A familiar scapegoat will be in the firing line when the final act of the Ashley Cole "tapping-up" saga begins today. Jonathan Barnett, Cole's agent, is likely to be implicated by both clubs when the Premier League's independent commission of inquiry hears from the protagonists.
While Chelsea are expected to argue that it was Barnett who instigated their meeting with Cole, it seems Arsenal will intimate to the inquiry that the agent was motivated to do so by their refusal to pay him a facilitation fee for renewing Cole's contract.
It was reported yesterday afternoon, in a story which appeared to have emanated from inside Highbury, that Barnett had demanded £750,000 from Arsenal for helping to arrange Cole's proposed five-year deal.

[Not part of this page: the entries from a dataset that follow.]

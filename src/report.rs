use log::{info, warn};

use crate::error::{ErrorKind, PollError};

/// Per-run tally. Non-fatal errors accumulate here instead of stopping the batch.
#[derive(Debug, Default)]
pub struct RunReport {
    pub inserted: usize,
    pub updated: usize,
    pub unchanged: usize,
    pub resolved: usize,
    pub exhausted: usize,
    pub errors: Vec<PollError>,
}

impl RunReport {
    pub fn new() -> Self {
        Self::default()
    }

    pub fn record_error(&mut self, error: PollError) {
        warn!("{}", error);
        self.errors.push(error);
    }

    pub fn count(&self, kind: ErrorKind) -> usize {
        self.errors.iter().filter(|e| e.kind() == kind).count()
    }

    pub fn skipped(&self) -> usize {
        self.count(ErrorKind::InvalidRecord)
    }

    pub fn duplicates(&self) -> usize {
        self.count(ErrorKind::DuplicateRecord)
    }

    pub fn log_summary(&self) {
        info!(
            "Run complete: {} inserted, {} updated, {} unchanged, {} duplicate, {} skipped, {} resolved, {} exhausted",
            self.inserted,
            self.updated,
            self.unchanged,
            self.duplicates(),
            self.skipped(),
            self.resolved,
            self.exhausted
        );
        for error in &self.errors {
            info!("  - {}", error);
        }
    }
}

#[cfg(test)]
mod tests {
    use super::*;
    use crate::models::PollKey;

    #[test]
    fn counts_errors_by_kind() {
        let mut report = RunReport::new();
        report.record_error(PollError::DuplicateRecord(PollKey::new("Marist", "2025-05-01", "")));
        report.record_error(PollError::extraction("not JSON"));
        report.record_error(PollError::DuplicateRecord(PollKey::new("Siena", "2025-05-02", "")));
        assert_eq!(report.duplicates(), 2);
        assert_eq!(report.count(ErrorKind::ExtractionFailure), 1);
        assert_eq!(report.skipped(), 0);
    }
}
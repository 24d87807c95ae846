//! A Whanau node: peer state, the walk primitives and the RPC dispatcher

use crate::routing::RoutingTables;
use crate::storage::RecordStore;
use crate::{rpc, DhtError, Result, WhanauConfig};
use async_trait::async_trait;
use parking_lot::{Mutex, RwLock};
use rand::rngs::StdRng;
use rand::seq::SliceRandom;
use rand::SeedableRng;
use std::sync::atomic::{AtomicU64, Ordering};
use std::sync::Arc;
use whanau_core::proto::{
    self, Envelope, GetIdRequest, Payload, QueryRequest, QueryResponse, RandomWalkRequest,
    RandomWalkResponse, ResultKind, SampleRecordResponse, SuccessorsRequest, SuccessorsResponse,
    TryRequest, TryResponse,
};
use whanau_core::{Address, Key, Record, RequestHandler, Transport, Value};

/// One peer of the routing network
pub struct WhanauNode<T: Transport> {
    pub(crate) address: Address,
    pub(crate) neighbors: Vec<Address>,
    pub(crate) config: WhanauConfig,
    pub(crate) transport: T,
    rng: Mutex<StdRng>,
    pub(crate) store: RecordStore,
    /// Published routing state; replaced, never mutated in place
    tables: RwLock<Arc<RoutingTables>>,
    dropped_samples: AtomicU64,
}

impl<T: Transport> WhanauNode<T> {
    /// Create a node at the transport's local address
    pub fn new(neighbors: Vec<Address>, config: WhanauConfig, transport: T) -> Self {
        let address = transport.local_address().clone();
        let rng = StdRng::seed_from_u64(node_seed(config.seed, &address));
        Self {
            address,
            neighbors,
            config,
            transport,
            rng: Mutex::new(rng),
            store: RecordStore::new(),
            tables: RwLock::new(Arc::new(RoutingTables::default())),
            dropped_samples: AtomicU64::new(0),
        }
    }

    pub fn address(&self) -> &Address {
        &self.address
    }

    pub fn neighbors(&self) -> &[Address] {
        &self.neighbors
    }

    pub fn config(&self) -> &WhanauConfig {
        &self.config
    }

    pub fn transport(&self) -> &T {
        &self.transport
    }

    /// Add or replace an authoritative record
    pub fn insert_local_record(&self, key: Key, value: Value) -> Option<Value> {
        self.store.insert_local(key, value)
    }

    /// Drop an authoritative record; later setup passes stop sampling it
    pub fn remove_local_record(&self, key: &Key) -> Option<Value> {
        self.store.remove_local(key)
    }

    pub fn local_records(&self) -> Vec<Record> {
        self.store.local_records()
    }

    /// Records sampled by the last setup pass
    pub fn db(&self) -> Arc<Vec<Record>> {
        self.store.db()
    }

    /// Snapshot of the published routing tables
    pub fn tables(&self) -> Arc<RoutingTables> {
        self.tables.read().clone()
    }

    /// Samples dropped since the node was created
    pub fn dropped_samples(&self) -> u64 {
        self.dropped_samples.load(Ordering::Relaxed)
    }

    pub(crate) fn note_dropped(&self) {
        self.dropped_samples.fetch_add(1, Ordering::Relaxed);
    }

    /// Make `tables` the state readers see
    pub(crate) fn publish(&self, tables: &RoutingTables) {
        debug_assert!(tables.is_well_formed());
        *self.tables.write() = Arc::new(tables.clone());
    }

    /// Run `f` with this node's random source
    pub(crate) fn with_rng<R>(&self, f: impl FnOnce(&mut StdRng) -> R) -> R {
        f(&mut self.rng.lock())
    }

    fn random_neighbor(&self) -> Result<Address> {
        self.with_rng(|rng| self.neighbors.choose(rng).cloned())
            .ok_or(DhtError::NoNeighbors)
    }

    /// Walk `steps` uniformly random hops from this node and return where
    /// the walk ends. Each hop after the first is a remote call to the
    /// chosen neighbor, so the walk fails if any hop is unreachable.
    pub async fn random_walk(&self, steps: u32) -> Result<Address> {
        if steps == 0 {
            return Err(DhtError::InvalidArgument(
                "random walk needs at least one step".to_string(),
            ));
        }
        let neighbor = self.random_neighbor()?;
        if steps == 1 {
            return Ok(neighbor);
        }
        rpc::random_walk(&self.transport, &neighbor, steps - 1).await
    }

    /// This node's id at `layer`
    pub fn get_id(&self, layer: usize) -> Result<Key> {
        self.tables
            .read()
            .id(layer)
            .cloned()
            .ok_or(DhtError::NotReady { layer })
    }

    async fn handle_random_walk(&self, req: RandomWalkRequest) -> Payload {
        let resp = match self.random_walk(req.steps).await {
            Ok(server) => RandomWalkResponse {
                status: ResultKind::Success as i32,
                server: server.as_str().to_string(),
            },
            Err(e) => {
                tracing::debug!("{}: walk of {} steps failed: {}", self.address, req.steps, e);
                RandomWalkResponse {
                    status: e.kind() as i32,
                    server: String::new(),
                }
            }
        };
        Payload::RandomWalkResponse(resp)
    }

    fn handle_get_id(&self, req: GetIdRequest) -> Payload {
        match self.get_id(req.layer as usize) {
            Ok(key) => Payload::GetIdResponse(proto::get_id_ok(key)),
            Err(e) => Payload::GetIdResponse(proto::GetIdResponse {
                status: e.kind() as i32,
                key: String::new(),
            }),
        }
    }

    fn handle_sample_record(&self) -> Payload {
        let record = self.with_rng(|rng| self.store.sample_local(rng));
        let resp = match record {
            Some(record) => SampleRecordResponse {
                status: ResultKind::Success as i32,
                record: Some(record.into()),
            },
            None => SampleRecordResponse {
                status: ResultKind::NotFound as i32,
                record: None,
            },
        };
        Payload::SampleRecordResponse(resp)
    }

    fn handle_successors(&self, req: SuccessorsRequest) -> Payload {
        let records = self
            .store
            .successors_of(&Key::new(req.key), req.count as usize);
        let status = if records.is_empty() {
            ResultKind::NotFound
        } else {
            ResultKind::Success
        };
        Payload::SuccessorsResponse(SuccessorsResponse {
            status: status as i32,
            records: records.into_iter().map(Into::into).collect(),
        })
    }

    fn handle_query(&self, req: QueryRequest) -> Payload {
        let resp = match self.query(req.layer as usize, &Key::new(req.key)) {
            Ok(value) => QueryResponse {
                status: ResultKind::Success as i32,
                value: Some(value.into()),
            },
            Err(e) => QueryResponse {
                status: e.kind() as i32,
                value: None,
            },
        };
        Payload::QueryResponse(resp)
    }

    async fn handle_try(&self, req: TryRequest) -> Payload {
        let resp = match self.try_lookup(&Key::new(req.key)).await {
            Ok(value) => TryResponse {
                status: ResultKind::Success as i32,
                value: Some(value.into()),
            },
            Err(e) => TryResponse {
                status: e.kind() as i32,
                value: None,
            },
        };
        Payload::TryResponse(resp)
    }
}

#[async_trait]
impl<T: Transport> RequestHandler for WhanauNode<T> {
    async fn handle(&self, from: &Address, request: Vec<u8>) -> Vec<u8> {
        let envelope = match Envelope::from_bytes(&request) {
            Ok(env) => env,
            Err(e) => {
                tracing::warn!("{}: failed to decode message from {}: {}", self.address, from, e);
                let response = proto::error_response(
                    0,
                    ResultKind::InvalidArgument,
                    format!("decode error: {}", e),
                );
                return response.to_bytes();
            }
        };

        let request_id = envelope.request_id;
        let payload = match envelope.payload {
            Some(Payload::RandomWalkRequest(req)) => self.handle_random_walk(req).await,
            Some(Payload::GetIdRequest(req)) => self.handle_get_id(req),
            Some(Payload::SampleRecordRequest(_)) => self.handle_sample_record(),
            Some(Payload::SuccessorsRequest(req)) => self.handle_successors(req),
            Some(Payload::QueryRequest(req)) => self.handle_query(req),
            Some(Payload::TryRequest(req)) => self.handle_try(req).await,
            Some(other) => {
                tracing::warn!("{}: unexpected message type from {}: {:?}", self.address, from, other);
                return proto::error_response(
                    request_id,
                    ResultKind::InvalidArgument,
                    "unexpected message type".to_string(),
                )
                .to_bytes();
            }
            None => {
                tracing::warn!("{}: empty payload from {}", self.address, from);
                return proto::error_response(
                    request_id,
                    ResultKind::InvalidArgument,
                    "empty payload".to_string(),
                )
                .to_bytes();
            }
        };

        Envelope::new(request_id, payload).to_bytes()
    }
}

/// Seed for a node's RNG: the configured seed mixed with the address, or
/// fresh entropy when no seed is configured
fn node_seed(seed: Option<u64>, address: &Address) -> u64 {
    let Some(seed) = seed else {
        let mut buf = [0u8; 8];
        if getrandom::getrandom(&mut buf).is_err() {
            return std::time::SystemTime::now()
                .duration_since(std::time::UNIX_EPOCH)
                .unwrap_or_default()
                .as_nanos() as u64;
        }
        return u64::from_le_bytes(buf);
    };

    let mut hasher = blake3::Hasher::new();
    hasher.update(&seed.to_le_bytes());
    hasher.update(address.as_str().as_bytes());
    let digest = hasher.finalize();
    let mut bytes = [0u8; 8];
    bytes.copy_from_slice(&digest.as_bytes()[..8]);
    u64::from_le_bytes(bytes)
}

/// A stable layer-0 name for a node that holds no records
pub(crate) fn stable_name(address: &Address) -> Key {
    let digest = blake3::hash(address.as_str().as_bytes());
    Key::new(hex::encode(&digest.as_bytes()[..8]))
}

#[cfg(test)]
mod tests {
    use super::*;
    use crate::testing::{address, full_mesh, seeded, with_neighbors};

    #[tokio::test]
    async fn test_single_step_returns_neighbor() {
        let (_network, nodes) = full_mesh(5, seeded(1));
        let node = &nodes[0];

        for _ in 0..20 {
            let end = node.random_walk(1).await.unwrap();
            assert!(node.neighbors().contains(&end));
        }
    }

    #[tokio::test]
    async fn test_walk_follows_fixed_path() {
        // 0 -> 1 -> 2 -> 0: every hop has exactly one choice
        let ring = vec![vec![address(1)], vec![address(2)], vec![address(0)]];
        let (_network, nodes) = with_neighbors(ring, seeded(2));

        assert_eq!(nodes[0].random_walk(1).await.unwrap(), address(1));
        assert_eq!(nodes[0].random_walk(2).await.unwrap(), address(2));
        assert_eq!(nodes[0].random_walk(3).await.unwrap(), address(0));
        assert_eq!(nodes[0].random_walk(7).await.unwrap(), address(1));
    }

    #[tokio::test]
    async fn test_walk_is_reproducible_under_seed() {
        let (_a, first) = full_mesh(6, seeded(42));
        let (_b, second) = full_mesh(6, seeded(42));

        let mut left = Vec::new();
        let mut right = Vec::new();
        for _ in 0..10 {
            left.push(first[0].random_walk(4).await.unwrap());
            right.push(second[0].random_walk(4).await.unwrap());
        }
        assert_eq!(left, right);
    }

    #[tokio::test]
    async fn test_zero_steps_rejected() {
        let (_network, nodes) = full_mesh(3, seeded(3));
        let err = nodes[0].random_walk(0).await.unwrap_err();
        assert!(matches!(err, DhtError::InvalidArgument(_)));
    }

    #[tokio::test]
    async fn test_walk_without_neighbors() {
        let (_network, nodes) = with_neighbors(vec![vec![]], seeded(4));
        let err = nodes[0].random_walk(3).await.unwrap_err();
        assert!(matches!(err, DhtError::NoNeighbors));
    }

    #[tokio::test]
    async fn test_walk_reports_unreachable_hop() {
        let line = vec![vec![address(1)], vec![address(2)], vec![address(0)]];
        let (network, nodes) = with_neighbors(line, seeded(5));
        network.set_down(&address(1), true);

        let err = nodes[0].random_walk(3).await.unwrap_err();
        assert!(matches!(err, DhtError::Unreachable(_)));
    }

    #[tokio::test]
    async fn test_remote_walk_failure_propagates() {
        // The hop 1 -> 2 fails inside node 1 and comes back as a status
        let line = vec![vec![address(1)], vec![address(2)], vec![address(0)]];
        let (network, nodes) = with_neighbors(line, seeded(6));
        network.cut_link(&address(1), &address(2));

        let err = nodes[0].random_walk(3).await.unwrap_err();
        assert!(matches!(err, DhtError::Unreachable(_)));
    }

    #[tokio::test]
    async fn test_get_id_before_setup() {
        let (_network, nodes) = full_mesh(2, seeded(7));
        assert!(matches!(nodes[0].get_id(0), Err(DhtError::NotReady { layer: 0 })));

        let err = rpc::get_id(nodes[1].transport(), &address(0), 0)
            .await
            .unwrap_err();
        assert!(matches!(err, DhtError::NotFound(_)));
    }

    #[tokio::test]
    async fn test_garbage_request_gets_error_reply() {
        let (network, nodes) = full_mesh(2, seeded(8));
        let transport = network.transport_for(Address::new("outsider"));

        let reply = transport.call(nodes[0].address(), vec![0xff, 0xff, 0xff]).await.unwrap();
        let envelope = Envelope::from_bytes(&reply).unwrap();
        assert!(matches!(envelope.payload, Some(Payload::ErrorResponse(_))));
    }

    #[tokio::test]
    async fn test_sample_record_from_empty_node() {
        let (_network, nodes) = full_mesh(2, seeded(9));
        let err = rpc::sample_record(nodes[0].transport(), &address(1))
            .await
            .unwrap_err();
        assert!(matches!(err, DhtError::NotFound(_)));
    }

    #[tokio::test]
    async fn test_removed_record_is_not_sampled() {
        let (_network, nodes) = full_mesh(2, seeded(10));
        let key = Key::from("only");
        nodes[1].insert_local_record(key.clone(), Value::new(vec!["ws0".to_string()]));

        let sampled = rpc::sample_record(nodes[0].transport(), &address(1)).await.unwrap();
        assert_eq!(sampled.key, key);

        assert!(nodes[1].remove_local_record(&key).is_some());
        let err = rpc::sample_record(nodes[0].transport(), &address(1))
            .await
            .unwrap_err();
        assert!(matches!(err, DhtError::NotFound(_)));
    }

    #[test]
    fn test_seed_mixes_address() {
        let a = node_seed(Some(1), &Address::new("a"));
        let b = node_seed(Some(1), &Address::new("b"));
        assert_ne!(a, b);
        assert_eq!(a, node_seed(Some(1), &Address::new("a")));
    }

    #[test]
    fn test_stable_name_is_hex() {
        let name = stable_name(&Address::new("node-0"));
        assert_eq!(name.as_str().len(), 16);
        assert_eq!(name, stable_name(&Address::new("node-0")));
    }
}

Such a practice may seem immoral but it is not illegal - Manchester United paid Ruud van Nistelrooy's agent, Roger Linse, £1m-plus for arranging his contract renewal. Nevertheless, Barnett angrily denied there was any truth in the claim, telling The Independent: "I don't respond to fairy-tales. They did not even bother to phone me. It is completely irresponsible journalism. It is just scandalous what people are allowed to write without even checking their facts. Of course it's come from Arsenal. There may be people there who don't like me, that's their prerogative. All I care is that Ashley Cole likes me."

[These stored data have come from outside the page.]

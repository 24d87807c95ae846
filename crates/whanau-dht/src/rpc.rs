//! Client side of the Whanau RPC surface
//!
//! Each helper encodes one request, sends it through the transport and maps
//! the reply status back onto a [`DhtError`].

use crate::{DhtError, Result};
use std::sync::atomic::{AtomicU64, Ordering};
use std::sync::LazyLock;
use whanau_core::proto::{self, Envelope, Payload, ResultKind};
use whanau_core::{Address, Key, Record, Transport, Value};

/// Request ID counter, initialized with a random offset to avoid collisions across sessions
static REQUEST_COUNTER: LazyLock<AtomicU64> = LazyLock::new(|| {
    let mut buf = [0u8; 8];
    // If getrandom fails, use current time as fallback
    if getrandom::getrandom(&mut buf).is_err() {
        let ts = std::time::SystemTime::now()
            .duration_since(std::time::UNIX_EPOCH)
            .unwrap_or_default()
            .as_nanos() as u64;
        return AtomicU64::new(ts);
    }
    AtomicU64::new(u64::from_le_bytes(buf))
});

/// Get a unique request ID
pub fn next_request_id() -> u64 {
    REQUEST_COUNTER.fetch_add(1, Ordering::Relaxed)
}

/// Send one request and return the reply payload
async fn exchange<T: Transport>(transport: &T, to: &Address, envelope: Envelope) -> Result<Payload> {
    let request_id = envelope.request_id;
    let reply = transport.call(to, envelope.to_bytes()).await?;
    let envelope = Envelope::from_bytes(&reply)?;

    if envelope.request_id != request_id {
        tracing::warn!(
            "Request ID mismatch from {}: expected {}, got {}",
            to,
            request_id,
            envelope.request_id
        );
    }

    match envelope.payload {
        Some(Payload::ErrorResponse(err)) => {
            let kind = ResultKind::from_status(err.status)?;
            Err(DhtError::from_kind(kind, format!("{}: {}", to, err.message)))
        }
        Some(payload) => Ok(payload),
        None => Err(DhtError::Protocol(format!("empty reply from {}", to))),
    }
}

/// Turn a reply status into `Ok(())` or the matching error
fn check(status: i32, to: &Address, what: &str) -> Result<()> {
    match ResultKind::from_status(status)? {
        ResultKind::Success => Ok(()),
        kind => Err(DhtError::from_kind(kind, format!("{} at {}", what, to))),
    }
}

fn unexpected(to: &Address, payload: &Payload) -> DhtError {
    DhtError::Protocol(format!("unexpected reply from {}: {:?}", to, payload))
}

/// Ask `to` to continue a walk for `steps` more hops
pub async fn random_walk<T: Transport>(transport: &T, to: &Address, steps: u32) -> Result<Address> {
    let request = proto::random_walk_request(next_request_id(), steps);
    match exchange(transport, to, request).await? {
        Payload::RandomWalkResponse(resp) => {
            check(resp.status, to, "random walk")?;
            Ok(Address::new(resp.server))
        }
        other => Err(unexpected(to, &other)),
    }
}

/// Fetch the id `to` holds at `layer`
pub async fn get_id<T: Transport>(transport: &T, to: &Address, layer: usize) -> Result<Key> {
    let request = proto::get_id_request(next_request_id(), layer as u32);
    match exchange(transport, to, request).await? {
        Payload::GetIdResponse(resp) => {
            check(resp.status, to, "layer id")?;
            Ok(Key::new(resp.key))
        }
        other => Err(unexpected(to, &other)),
    }
}

/// Fetch one random authoritative record held by `to`
pub async fn sample_record<T: Transport>(transport: &T, to: &Address) -> Result<Record> {
    let request = proto::sample_record_request(next_request_id());
    match exchange(transport, to, request).await? {
        Payload::SampleRecordResponse(resp) => {
            check(resp.status, to, "record sample")?;
            let record = resp
                .record
                .ok_or_else(|| DhtError::Protocol(format!("sample from {} has no record", to)))?;
            Ok(Record::try_from(record)?)
        }
        other => Err(unexpected(to, &other)),
    }
}

/// Fetch up to `count` db records following `key` from `to`
pub async fn successors<T: Transport>(
    transport: &T,
    to: &Address,
    key: &Key,
    count: usize,
) -> Result<Vec<Record>> {
    let request = proto::successors_request(next_request_id(), key, count as u32);
    match exchange(transport, to, request).await? {
        Payload::SuccessorsResponse(resp) => {
            check(resp.status, to, "successor sample")?;
            resp.records
                .into_iter()
                .map(|record| Record::try_from(record).map_err(DhtError::from))
                .collect()
        }
        other => Err(unexpected(to, &other)),
    }
}

/// Look `key` up in the successor table `to` holds at `layer`
pub async fn query<T: Transport>(
    transport: &T,
    to: &Address,
    layer: usize,
    key: &Key,
) -> Result<Value> {
    let request = proto::query_request(next_request_id(), layer as u32, key);
    match exchange(transport, to, request).await? {
        Payload::QueryResponse(resp) => {
            check(resp.status, to, "query")?;
            resp.value
                .map(Value::from)
                .ok_or_else(|| DhtError::Protocol(format!("query reply from {} has no value", to)))
        }
        other => Err(unexpected(to, &other)),
    }
}

/// Ask `to` to run a lookup try for `key` from its own tables
pub async fn try_lookup<T: Transport>(transport: &T, to: &Address, key: &Key) -> Result<Value> {
    let request = proto::try_request(next_request_id(), key);
    match exchange(transport, to, request).await? {
        Payload::TryResponse(resp) => {
            check(resp.status, to, "lookup try")?;
            resp.value
                .map(Value::from)
                .ok_or_else(|| DhtError::Protocol(format!("try reply from {} has no value", to)))
        }
        other => Err(unexpected(to, &other)),
    }
}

The report claimed that talks were well advanced when Barnett made his request. After this was unanimously rejected by the Arsenal board of directors, talks became deadlocked. Arsenal would not comment yesterday.
Chelsea will tell the three-man panel, chaired by the 71-year-old former High Court judge the Rt Hon Sir Philip Otton, that Barnett approached them. Chelsea claim that at the subsequent meeting, in the Park Lane Hotel on 27 January, no terms were offered and no negotiations conducted. They claim they were seeking information about the mood at Highbury.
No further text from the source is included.